È facile prevedere che le maggiori aperture economiche renderanno necessarie le aperture politiche. Finché un Castro governerà il paese, il regime socialista a partito unico non tramonterà, ma con buona probabilità i cambiamenti inizieranno dal basso, dai meccanismi di scelta degli amministratori pubblici e successivamente nelle elezioni a parlamentari dell’Assemblea Nazionale, dove già erano entrati ultimamente personalità abbastanza “indipendenti”.

La transizione per ora sta funzionando, smentendo le profezie di crolli più o meno rovinosi. Ed è per questo che negli Stati Uniti le lobby economiche hanno fatto pressione, per la prima volta all’unisono, per porre fine alla legge che impediva loro di fare affari con l’isola.

Per gli Usa, Cuba è una grande opportunità, come lo è stato prima della rivoluzione e in prospettiva un’importante alleato nei Caraibi. Un Mare Nostrum statunitense sempre più problematico, dal disastro haitiano al default di Porto Rico.

Cuba è anche strategica per il Vaticano come dimostra la mediazione iniziata da Papa Wojtyla, portata avanti da Papa Ratzinger e conclusa da Papa Bergoglio. Il perché di questa attenzione particolare è presto detto: per il Vaticano, l’isola caraibica è una piattaforma importantissima per il recupero di fedeli nel suo più grande serbatoio, l’America. È qui, dunque, che si gioca il futuro della chiesa di Roma e gli equilibri politici di una Chiesa che si è appena data un papa latinoamericano. Il vero senso dell’interesse degli ultimi tre Papi per Cuba va interpretato alla luce di alcuni fatti: nell’isola di Castro la rivoluzione non ha mai perseguitato la Chiesa cattolica, l’unico vero divieto ha riguardato le religioni provenienti dagli Stati Uniti. Ecco perché Cuba è oggi, paradossalmente, il Paese più cattolico del continente, e proprio da qui il Vaticano conta di ripartire con una nuova evangelizzazione.

I Caraibi sono stati a lungo al centro del mondo, durante i lunghi secoli del colonialismo e nella seconda metà del ‘900. Oggi di nuovo qui si sta riscrivendo la storia futura del continente americano.

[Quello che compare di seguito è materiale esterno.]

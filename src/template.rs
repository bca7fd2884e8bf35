use axum::response::Html;
use once_cell::sync::Lazy;
use serde::Serialize;
use tera::{Context, Tera};

/// Templates compiled into the binary, in inheritance order.
const TEMPLATES: &[(&str, &str)] = &[
	("base.html", include_str!("../templates/base.html")),
	("error.html", include_str!("../templates/error.html")),
	("index.html", include_str!("../templates/index.html")),
	("recipe_list.html", include_str!("../templates/recipe_list.html")),
	("recipe_detail.html", include_str!("../templates/recipe_detail.html")),
	("recipe_edit.html", include_str!("../templates/recipe_edit.html")),
	("recipe_remove.html", include_str!("../templates/recipe_remove.html")),
	("comment_to_recipe.html", include_str!("../templates/comment_to_recipe.html")),
	("category_list.html", include_str!("../templates/category_list.html")),
	("category_new.html", include_str!("../templates/category_new.html")),
	("login.html", include_str!("../templates/login.html")),
	("register.html", include_str!("../templates/register.html")),
];

static ENGINE: Lazy<Tera> =
	Lazy::new(|| engine().expect("embedded templates must compile"));

fn engine() -> Result<Tera, tera::Error> {
	let mut tera = Tera::default();

	tera.add_raw_templates(TEMPLATES.iter().copied())?;
	Ok(tera)
}

/// Renders the named template with a serializable context.
pub fn render<C: Serialize>(name: &str, context: &C) -> Result<Html<String>, tera::Error> {
	let context = Context::from_serialize(context)?;

	ENGINE.render(name, &context).map(Html)
}

#[cfg(test)]
mod test {
	use serde_json::json;

	#[test]
	fn test_templates_compile() {
		assert!(super::engine().is_ok());
	}

	#[test]
	fn test_render_escapes_html() {
		let html = super::render(
			"error.html",
			&json!({
				"status": 404,
				"reason": "Not Found",
				"errors": [{ "content": "<script>", "field": null }],
			}),
		)
		.unwrap();

		assert!(html.0.contains("&lt;script&gt;"));
		assert!(!html.0.contains("<script>"));
	}
}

Come sarà la conclusione di questo processo è ancora difficile da immaginare, ma il patrimonio più importante di Cuba per costruire il suo futuro è la sua gente. Quel capitale umano formato, temprato dalle difficoltà, esperto nell’arte di arrangiarsi, che non ha mai rinunciato a fare musica, a scrivere, a studiare e a discutere. La Cuba post-rivoluzionaria potrebbe essere, per quei corsi e ricorsi della storia, uno dei migliori alleati degli Stati Uniti e tornare alla guida dei Caraibi come gli spetta di diritto. La Cuba della nostalgia sta esaurendo i suoi ultimi giorni, ma quella del futuro potrebbe stupirci.